Content starts

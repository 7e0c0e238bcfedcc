//! HTTP server setup and the gateway pipeline.
//!
//! # Responsibilities
//! - Build the gateway and management routers with their middleware
//! - Serve both listeners until shutdown
//! - Run every gateway request through identify → admit → dispatch → forward
//! - Forward requests to the selected backend and stream the response back
//! - Hold the backend's connection slot until the response body completes

use std::future::IntoFuture;
use std::net::{IpAddr, SocketAddr};
use std::sync::Arc;
use std::time::{Duration, Instant};

use axum::{
    body::Body,
    extract::{ConnectInfo, State},
    http::{header, Request, Version},
    response::{IntoResponse, Response},
    routing::any,
    Router,
};
use hyper_util::{
    client::legacy::{connect::HttpConnector, Client},
    rt::TokioExecutor,
};
use futures_util::StreamExt;
use tokio::net::TcpListener;
use tower::ServiceBuilder;
use tower_http::trace::TraceLayer;
use url::Url;

use crate::config::ProxyConfig;
use crate::error::LbError;
use crate::health::HealthMonitor;
use crate::http::request::{
    client_identity, propagate_request_id_layer, request_id, set_request_id_layer,
};
use crate::lifecycle::Shutdown;
use crate::load_balancer::backend::{target_uri, BackendConnectionGuard};
use crate::load_balancer::{BackendPool, Dispatcher};
use crate::observability::metrics;
use crate::security::headers::{append_forwarded_for, strip_hop_by_hop};
use crate::security::{ClientEntry, LimiterConfig, RateLimiter};
use crate::storage::{ClientRecord, ClientStore};

/// Application state injected into handlers.
#[derive(Clone)]
pub struct AppState {
    pub dispatcher: Arc<Dispatcher>,
    pub limiter: Arc<RateLimiter>,
    pub store: Arc<dyn ClientStore>,
    pub client: Client<HttpConnector, Body>,
}

/// The balancer's two HTTP surfaces: the gateway and the management API.
pub struct HttpServer {
    state: AppState,
    config: ProxyConfig,
}

impl HttpServer {
    /// Build the pool, limiter and HTTP client from `config`.
    ///
    /// Must be called inside a Tokio runtime so the limiter can start its
    /// refill worker.
    pub fn new(config: ProxyConfig, store: Arc<dyn ClientStore>) -> Result<Self, LbError> {
        let pool = BackendPool::new(
            &config.backends.endpoints,
            config.backends.strategy,
            Duration::from_secs(config.health_check.interval_secs),
        )?;
        let limiter = RateLimiter::new(LimiterConfig::from(&config.rate_limit));
        let client = Client::builder(TokioExecutor::new()).build(HttpConnector::new());

        let state = AppState {
            dispatcher: Arc::new(Dispatcher::new(Arc::new(pool))),
            limiter: Arc::new(limiter),
            store,
            client,
        };

        Ok(Self { state, config })
    }

    pub fn state(&self) -> &AppState {
        &self.state
    }

    pub fn config(&self) -> &ProxyConfig {
        &self.config
    }

    /// Every path and method is handled by the gateway pipeline.
    pub fn proxy_router(&self) -> Router {
        let router = Router::new()
            .route("/", any(proxy_handler))
            .route("/{*path}", any(proxy_handler))
            .with_state(self.state.clone());
        with_http_layers(router)
    }

    pub fn admin_router(&self) -> Router {
        let router =
            crate::admin::setup_admin_router(self.state.clone(), self.config.admin.max_body_size);
        with_http_layers(router)
    }

    /// Serve both listeners until `shutdown` fires.
    ///
    /// The health monitor is started first; the limiter's refill worker is
    /// stopped once both servers have drained.
    pub async fn run(
        self,
        proxy: TcpListener,
        admin: TcpListener,
        shutdown: &Shutdown,
    ) -> Result<(), std::io::Error> {
        tracing::info!(
            proxy = %proxy.local_addr()?,
            admin = %admin.local_addr()?,
            "HTTP server starting"
        );

        let monitor = HealthMonitor::new(
            self.state.dispatcher.pool().clone(),
            self.config.health_check.path.clone(),
        )
        .spawn();

        let mut proxy_signal = shutdown.subscribe();
        let mut admin_signal = shutdown.subscribe();

        let proxy_server = axum::serve(
            proxy,
            self.proxy_router()
                .into_make_service_with_connect_info::<SocketAddr>(),
        )
        .with_graceful_shutdown(async move {
            let _ = proxy_signal.recv().await;
        });
        let admin_server = axum::serve(
            admin,
            self.admin_router()
                .into_make_service_with_connect_info::<SocketAddr>(),
        )
        .with_graceful_shutdown(async move {
            let _ = admin_signal.recv().await;
        });

        let result = tokio::try_join!(proxy_server.into_future(), admin_server.into_future());

        monitor.abort();
        self.state.limiter.stop();
        tracing::info!("HTTP server stopped");

        result.map(|_| ())
    }
}

fn with_http_layers(router: Router) -> Router {
    router.layer(
        ServiceBuilder::new()
            .layer(set_request_id_layer())
            .layer(TraceLayer::new_for_http().make_span_with(|request: &Request<Body>| {
                tracing::info_span!(
                    "request",
                    method = %request.method(),
                    uri = %request.uri(),
                    request_id = %request_id(request)
                )
            }))
            .layer(propagate_request_id_layer()),
    )
}

/// Gateway handler.
/// Provisions the caller, charges its bucket, then forwards to a backend.
async fn proxy_handler(
    State(state): State<AppState>,
    ConnectInfo(peer): ConnectInfo<SocketAddr>,
    request: Request<Body>,
) -> Response {
    let start = Instant::now();
    let client = client_identity(&peer);

    if let ClientEntry::Created(bucket) = state.limiter.check_and_add_default(&client) {
        metrics::record_client_registered("gateway");
        let record = ClientRecord::new(client.as_str(), bucket);
        if let Err(e) = state.store.record_client(&record).await {
            // the bucket stays; only the durable record is missing
            tracing::error!(client = %client, error = %e, "Failed to persist new client");
            metrics::record_request(500, "none", start);
            return LbError::from(e).into_response();
        }
        tracing::debug!(client = %client, "New client provisioned");
    }

    if !state.limiter.allow(&client) {
        tracing::debug!(client = %client, "Rate limit exceeded");
        metrics::record_rate_limited();
        metrics::record_request(429, "none", start);
        return LbError::RateLimitExceeded.into_response();
    }

    let slot = match state.dispatcher.next_backend() {
        Ok(slot) => slot,
        Err(e) => {
            tracing::warn!(client = %client, "No healthy backends");
            metrics::record_request(503, "none", start);
            return e.into_response();
        }
    };
    let backend = slot.url().clone();

    let host = request
        .headers()
        .get(header::HOST)
        .and_then(|v| v.to_str().ok())
        .unwrap_or_default()
        .to_string();

    match forward(&state.client, &backend, request, peer.ip()).await {
        Ok(response) => {
            metrics::record_request(response.status().as_u16(), backend.as_str(), start);
            let (parts, body) = response.into_parts();
            Response::from_parts(parts, hold_until_complete(body, slot))
        }
        Err(e) => {
            tracing::warn!(
                backend = %backend,
                host = %host,
                error = %e,
                "Upstream request failed"
            );
            metrics::record_request(502, backend.as_str(), start);
            e.into_response()
        }
    }
}

/// Keep the backend's connection slot until `body` ends or is dropped.
fn hold_until_complete(body: Body, slot: BackendConnectionGuard) -> Body {
    let stream = body.into_data_stream().map(move |chunk| {
        let _slot = &slot;
        chunk
    });
    Body::from_stream(stream)
}

/// Send `request` to `backend` and hand back its response, body streamed.
async fn forward(
    client: &Client<HttpConnector, Body>,
    backend: &Url,
    request: Request<Body>,
    client_ip: IpAddr,
) -> Result<Response, LbError> {
    let (mut parts, body) = request.into_parts();

    parts.uri = target_uri(backend, parts.uri.path(), parts.uri.query())
        .map_err(|e| LbError::Upstream(format!("invalid upstream uri: {e}")))?;
    parts.version = Version::HTTP_11;
    strip_hop_by_hop(&mut parts.headers);
    append_forwarded_for(&mut parts.headers, client_ip);

    let response = client
        .request(Request::from_parts(parts, body))
        .await
        .map_err(|e| LbError::Upstream(e.to_string()))?;

    let (mut parts, body) = response.into_parts();
    strip_hop_by_hop(&mut parts.headers);
    Ok(Response::from_parts(parts, Body::new(body)))
}
//! JSON bodies for locally generated responses.
//!
//! Every response the balancer produces itself (errors from the gateway,
//! results from the management API) carries a timestamp in RFC 3339 form.

use axum::http::StatusCode;
use axum::response::{IntoResponse, Json, Response};
use chrono::{SecondsFormat, Utc};
use serde::{Deserialize, Serialize};

use crate::error::LbError;

#[derive(Debug, Clone, Serialize, Deserialize)]
pub struct ErrorBody {
    pub error: String,
    pub time: String,
}

#[derive(Debug, Clone, Serialize, Deserialize)]
pub struct MessageBody {
    pub message: String,
    pub time: String,
}

/// Current UTC time, second precision.
pub fn timestamp() -> String {
    Utc::now().to_rfc3339_opts(SecondsFormat::Secs, true)
}

pub fn error_response(status: StatusCode, error: impl Into<String>) -> Response {
    let body = ErrorBody {
        error: error.into(),
        time: timestamp(),
    };
    (status, Json(body)).into_response()
}

pub fn message_response(status: StatusCode, message: impl Into<String>) -> Response {
    let body = MessageBody {
        message: message.into(),
        time: timestamp(),
    };
    (status, Json(body)).into_response()
}

impl IntoResponse for LbError {
    fn into_response(self) -> Response {
        error_response(self.status_code(), self.to_string())
    }
}
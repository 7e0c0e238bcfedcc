//! Configuration loading from disk.

use std::fs;
use std::path::Path;

use crate::config::schema::ProxyConfig;
use crate::config::validation::{validate_config, ValidationError};

/// Error type for configuration loading.
#[derive(Debug)]
pub enum ConfigError {
    Io(std::io::Error),
    Parse(toml::de::Error),
    Validation(Vec<ValidationError>),
}

impl std::fmt::Display for ConfigError {
    fn fmt(&self, f: &mut std::fmt::Formatter<'_>) -> std::fmt::Result {
        match self {
            ConfigError::Io(e) => write!(f, "IO error: {}", e),
            ConfigError::Parse(e) => write!(f, "Parse error: {}", e),
            ConfigError::Validation(errors) => {
                write!(f, "Validation failed: ")?;
                for (i, err) in errors.iter().enumerate() {
                    if i > 0 {
                        write!(f, ", ")?;
                    }
                    write!(f, "{}", err)?;
                }
                Ok(())
            }
        }
    }
}

impl std::error::Error for ConfigError {}

/// Parse and validate configuration from TOML text.
pub fn parse_config(content: &str) -> Result<ProxyConfig, ConfigError> {
    let config: ProxyConfig = toml::from_str(content).map_err(ConfigError::Parse)?;
    validate_config(&config).map_err(ConfigError::Validation)?;
    Ok(config)
}

/// Load and validate configuration from a TOML file.
pub fn load_config(path: &Path) -> Result<ProxyConfig, ConfigError> {
    let content = fs::read_to_string(path).map_err(ConfigError::Io)?;
    parse_config(&content)
}

#[cfg(test)]
mod tests {
    use super::*;

    #[test]
    fn missing_file_is_io_error() {
        let err = load_config(Path::new("/definitely/not/here/tollgate.toml")).unwrap_err();
        assert!(matches!(err, ConfigError::Io(_)));
    }

    #[test]
    fn syntax_error_is_parse_error() {
        let err = parse_config("[backends\nendpoints = 1").unwrap_err();
        assert!(matches!(err, ConfigError::Parse(_)));
    }

    #[test]
    fn loads_file_from_disk() {
        let path = std::env::temp_dir().join(format!("tollgate-loader-{}.toml", std::process::id()));
        fs::write(
            &path,
            "[backends]\nendpoints = [\"http://127.0.0.1:9001\"]\n",
        )
        .unwrap();

        let config = load_config(&path).unwrap();
        assert_eq!(config.backends.endpoints, vec!["http://127.0.0.1:9001".to_string()]);

        fs::remove_file(&path).unwrap_or_default();
    }

    #[test]
    fn validation_errors_are_joined() {
        let err = parse_config("").unwrap_err();
        match &err {
            ConfigError::Validation(errors) => assert!(!errors.is_empty()),
            other => panic!("unexpected error: {other}"),
        }
        assert!(err.to_string().starts_with("Validation failed: "));
    }
}
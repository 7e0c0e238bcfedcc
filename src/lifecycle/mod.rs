//! Lifecycle management subsystem.
//!
//! # Data Flow
//! ```text
//! Startup (main.rs):
//!     Load config → Validate → Logging/metrics → Store → Pool + limiter → Listeners
//!
//! Shutdown (shutdown.rs):
//!     Signal received → Stop accepting → Drain connections → Stop refill → Exit
//!
//! Signals (signals.rs):
//!     SIGTERM/SIGINT → Trigger graceful shutdown
//! ```

pub mod shutdown;
pub mod signals;

pub use shutdown::Shutdown;
pub use signals::wait_for_signal;
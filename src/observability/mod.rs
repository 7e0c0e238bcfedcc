//! Observability subsystem.
//!
//! # Data Flow
//! ```text
//! All subsystems produce:
//!     → logging.rs (structured log events)
//!     → metrics.rs (counters, gauges, histograms)
//!
//! Consumers:
//!     → stdout or an append-only log file
//!     → Metrics endpoint (Prometheus scrape)
//! ```
//!
//! # Design Decisions
//! - Request ID flows through every log line of a request's span
//! - Metrics are cheap and optional

pub mod logging;
pub mod metrics;

pub use logging::{init_logging, LoggingError};
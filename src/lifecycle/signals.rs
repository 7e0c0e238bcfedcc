//! OS signal handling.
//!
//! SIGINT (Ctrl+C) and, on Unix, SIGTERM both mean graceful shutdown.

/// Resolve when the process is asked to stop.
pub async fn wait_for_signal() {
    let ctrl_c = async {
        if let Err(e) = tokio::signal::ctrl_c().await {
            tracing::error!(error = %e, "Failed to listen for Ctrl+C");
            std::future::pending::<()>().await;
        }
    };

    #[cfg(unix)]
    let terminate = async {
        use tokio::signal::unix::{signal, SignalKind};
        match signal(SignalKind::terminate()) {
            Ok(mut stream) => {
                stream.recv().await;
            }
            Err(e) => {
                tracing::error!(error = %e, "Failed to listen for SIGTERM");
                std::future::pending::<()>().await;
            }
        }
    };

    #[cfg(not(unix))]
    let terminate = std::future::pending::<()>();

    tokio::select! {
        _ = ctrl_c => tracing::info!("Received SIGINT"),
        _ = terminate => tracing::info!("Received SIGTERM"),
    }
}
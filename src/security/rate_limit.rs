//! Per-client token bucket rate limiting.
//!
//! # Responsibilities
//! - Keep exactly one bucket per client identity
//! - Provision buckets lazily (first contact) or explicitly (management API)
//! - Refill every bucket on a fixed cadence from a background worker
//!
//! # Locking
//! Two levels: the sharded map guards bucket membership, and each bucket has
//! its own mutex guarding its tokens. Admission only holds a shard lock long
//! enough to clone the bucket handle.

use std::sync::{Arc, Mutex, MutexGuard, PoisonError};
use std::time::Duration;

use dashmap::mapref::entry::Entry;
use dashmap::DashMap;
use tokio::sync::watch;
use tokio::time;

use crate::config::RateLimitConfig;

/// Fallback capacity when none (or zero) is configured.
pub const DEFAULT_CAPACITY: u32 = 100;
/// Fallback refill rate when none (or zero) is configured.
pub const DEFAULT_REFILL_RATE: u32 = 10;
/// Fallback refill cadence when none (or zero) is configured.
pub const DEFAULT_INTERVAL: Duration = Duration::from_secs(1);

/// Parameters of a single client's bucket.
#[derive(Debug, Clone, Copy, PartialEq, Eq)]
pub struct BucketConfig {
    pub capacity: u32,
    /// Tokens added on every refill tick.
    pub refill_rate: u32,
    /// Initial token count, capped at `capacity`.
    pub tokens: u32,
}

/// Limiter-wide defaults used for lazily provisioned buckets.
#[derive(Debug, Clone, Copy, PartialEq, Eq)]
pub struct LimiterConfig {
    pub default_interval: Duration,
    pub default_capacity: u32,
    pub default_refill_rate: u32,
}

impl LimiterConfig {
    /// Replace zero values with the built-in defaults.
    pub fn with_fallbacks(mut self) -> Self {
        if self.default_interval.is_zero() {
            self.default_interval = DEFAULT_INTERVAL;
        }
        if self.default_capacity == 0 {
            self.default_capacity = DEFAULT_CAPACITY;
        }
        if self.default_refill_rate == 0 {
            self.default_refill_rate = DEFAULT_REFILL_RATE;
        }
        self
    }

    /// A full bucket with the default parameters.
    pub fn default_bucket(&self) -> BucketConfig {
        BucketConfig {
            capacity: self.default_capacity,
            refill_rate: self.default_refill_rate,
            tokens: self.default_capacity,
        }
    }
}

impl Default for LimiterConfig {
    fn default() -> Self {
        Self {
            default_interval: DEFAULT_INTERVAL,
            default_capacity: DEFAULT_CAPACITY,
            default_refill_rate: DEFAULT_REFILL_RATE,
        }
    }
}

impl From<&RateLimitConfig> for LimiterConfig {
    fn from(config: &RateLimitConfig) -> Self {
        Self {
            default_interval: Duration::from_millis(config.default_interval_ms),
            default_capacity: config.default_capacity,
            default_refill_rate: config.default_refill_rate,
        }
    }
}

/// Outcome of [`RateLimiter::check_and_add_default`].
#[derive(Debug, Clone, Copy, PartialEq, Eq)]
pub enum ClientEntry {
    /// A bucket already existed and was left untouched.
    Existing,
    /// No bucket existed; one was created with this configuration.
    Created(BucketConfig),
}

impl ClientEntry {
    pub fn existed(&self) -> bool {
        matches!(self, ClientEntry::Existing)
    }
}

#[derive(Debug)]
struct Bucket {
    tokens: u32,
    capacity: u32,
    refill_rate: u32,
}

impl Bucket {
    fn new(config: BucketConfig) -> Self {
        Self {
            tokens: config.tokens.min(config.capacity),
            capacity: config.capacity,
            refill_rate: config.refill_rate,
        }
    }

    fn try_acquire(&mut self) -> bool {
        if self.tokens > 0 {
            self.tokens -= 1;
            true
        } else {
            false
        }
    }

    fn refill(&mut self) {
        self.tokens = self.tokens.saturating_add(self.refill_rate).min(self.capacity);
    }
}

type SharedBucket = Arc<Mutex<Bucket>>;
type BucketMap = DashMap<String, SharedBucket>;

/// Token bucket limiter keyed by client identity.
#[derive(Debug)]
pub struct RateLimiter {
    buckets: Arc<BucketMap>,
    config: LimiterConfig,
    stop_tx: watch::Sender<bool>,
}

impl RateLimiter {
    /// Create a limiter refilling on the configured default interval.
    ///
    /// The refill worker is spawned on the current Tokio runtime.
    pub fn new(config: LimiterConfig) -> Self {
        let config = config.with_fallbacks();
        Self::with_refill_interval(config, config.default_interval)
    }

    /// Create a limiter with an explicit refill cadence.
    pub fn with_refill_interval(config: LimiterConfig, refill_interval: Duration) -> Self {
        let config = config.with_fallbacks();
        let refill_interval = if refill_interval.is_zero() {
            config.default_interval
        } else {
            refill_interval
        };

        let buckets = Arc::new(BucketMap::new());
        let (stop_tx, stop_rx) = watch::channel(false);

        match tokio::runtime::Handle::try_current() {
            Ok(handle) => {
                handle.spawn(refill_worker(buckets.clone(), refill_interval, stop_rx));
            }
            Err(_) => {
                tracing::warn!("No Tokio runtime available, bucket refill worker not started");
            }
        }

        tracing::info!(
            capacity = config.default_capacity,
            refill_rate = config.default_refill_rate,
            refill_interval = ?refill_interval,
            "Rate limiter created"
        );

        Self {
            buckets,
            config,
            stop_tx,
        }
    }

    pub fn config(&self) -> LimiterConfig {
        self.config
    }

    /// Whether a bucket exists for `client`. No side effect.
    pub fn check(&self, client: &str) -> bool {
        self.buckets.contains_key(client)
    }

    /// Create a default bucket for `client` unless one exists.
    pub fn check_and_add_default(&self, client: &str) -> ClientEntry {
        if self.buckets.contains_key(client) {
            return ClientEntry::Existing;
        }

        match self.buckets.entry(client.to_string()) {
            Entry::Occupied(_) => ClientEntry::Existing,
            Entry::Vacant(slot) => {
                let config = self.config.default_bucket();
                slot.insert(Arc::new(Mutex::new(Bucket::new(config))));
                ClientEntry::Created(config)
            }
        }
    }

    /// Provision `client` with `config`, replacing any existing bucket.
    pub fn add_client(&self, client: &str, config: BucketConfig) {
        self.buckets
            .insert(client.to_string(), Arc::new(Mutex::new(Bucket::new(config))));
        tracing::debug!(
            client = %client,
            capacity = config.capacity,
            refill_rate = config.refill_rate,
            tokens = config.tokens,
            "Client bucket provisioned"
        );
    }

    /// Take one token for `client`, provisioning a default bucket if needed.
    pub fn allow(&self, client: &str) -> bool {
        let bucket = self.bucket_or_default(client);
        let allowed = lock(&bucket).try_acquire();
        allowed
    }

    /// Current token count for `client`, if it has a bucket.
    pub fn tokens(&self, client: &str) -> Option<u32> {
        let bucket = self.buckets.get(client)?.value().clone();
        let tokens = lock(&bucket).tokens;
        Some(tokens)
    }

    /// Number of tracked clients.
    pub fn len(&self) -> usize {
        self.buckets.len()
    }

    pub fn is_empty(&self) -> bool {
        self.buckets.is_empty()
    }

    /// Run one refill tick over every bucket.
    pub fn refill_all(&self) {
        refill(&self.buckets);
    }

    /// Stop the refill worker. Safe to call any number of times.
    pub fn stop(&self) {
        let was_stopped = self.stop_tx.send_replace(true);
        if !was_stopped {
            tracing::info!("Rate limiter refill worker stopping");
        }
    }

    pub fn is_stopped(&self) -> bool {
        *self.stop_tx.borrow()
    }

    fn bucket_or_default(&self, client: &str) -> SharedBucket {
        if let Some(bucket) = self.buckets.get(client) {
            return bucket.value().clone();
        }

        self.buckets
            .entry(client.to_string())
            .or_insert_with(|| Arc::new(Mutex::new(Bucket::new(self.config.default_bucket()))))
            .value()
            .clone()
    }
}

impl Drop for RateLimiter {
    fn drop(&mut self) {
        self.stop();
    }
}

fn lock(bucket: &Mutex<Bucket>) -> MutexGuard<'_, Bucket> {
    // bucket state stays valid even if a holder panicked
    bucket.lock().unwrap_or_else(PoisonError::into_inner)
}

fn refill(buckets: &BucketMap) {
    let handles: Vec<SharedBucket> = buckets.iter().map(|entry| entry.value().clone()).collect();
    for bucket in handles {
        lock(&bucket).refill();
    }
}

async fn refill_worker(
    buckets: Arc<BucketMap>,
    period: Duration,
    mut stop: watch::Receiver<bool>,
) {
    let mut ticker = time::interval_at(time::Instant::now() + period, period);

    loop {
        tokio::select! {
            _ = ticker.tick() => refill(&buckets),
            changed = stop.changed() => {
                if changed.is_err() || *stop.borrow() {
                    break;
                }
            }
        }
    }

    tracing::debug!("Rate limiter refill worker stopped");
}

Content ends

_REQUIRED WORK_
Scan the entries above for lines with "method" in them, then report how many there are as a plain number.

_THE ANSWER_
2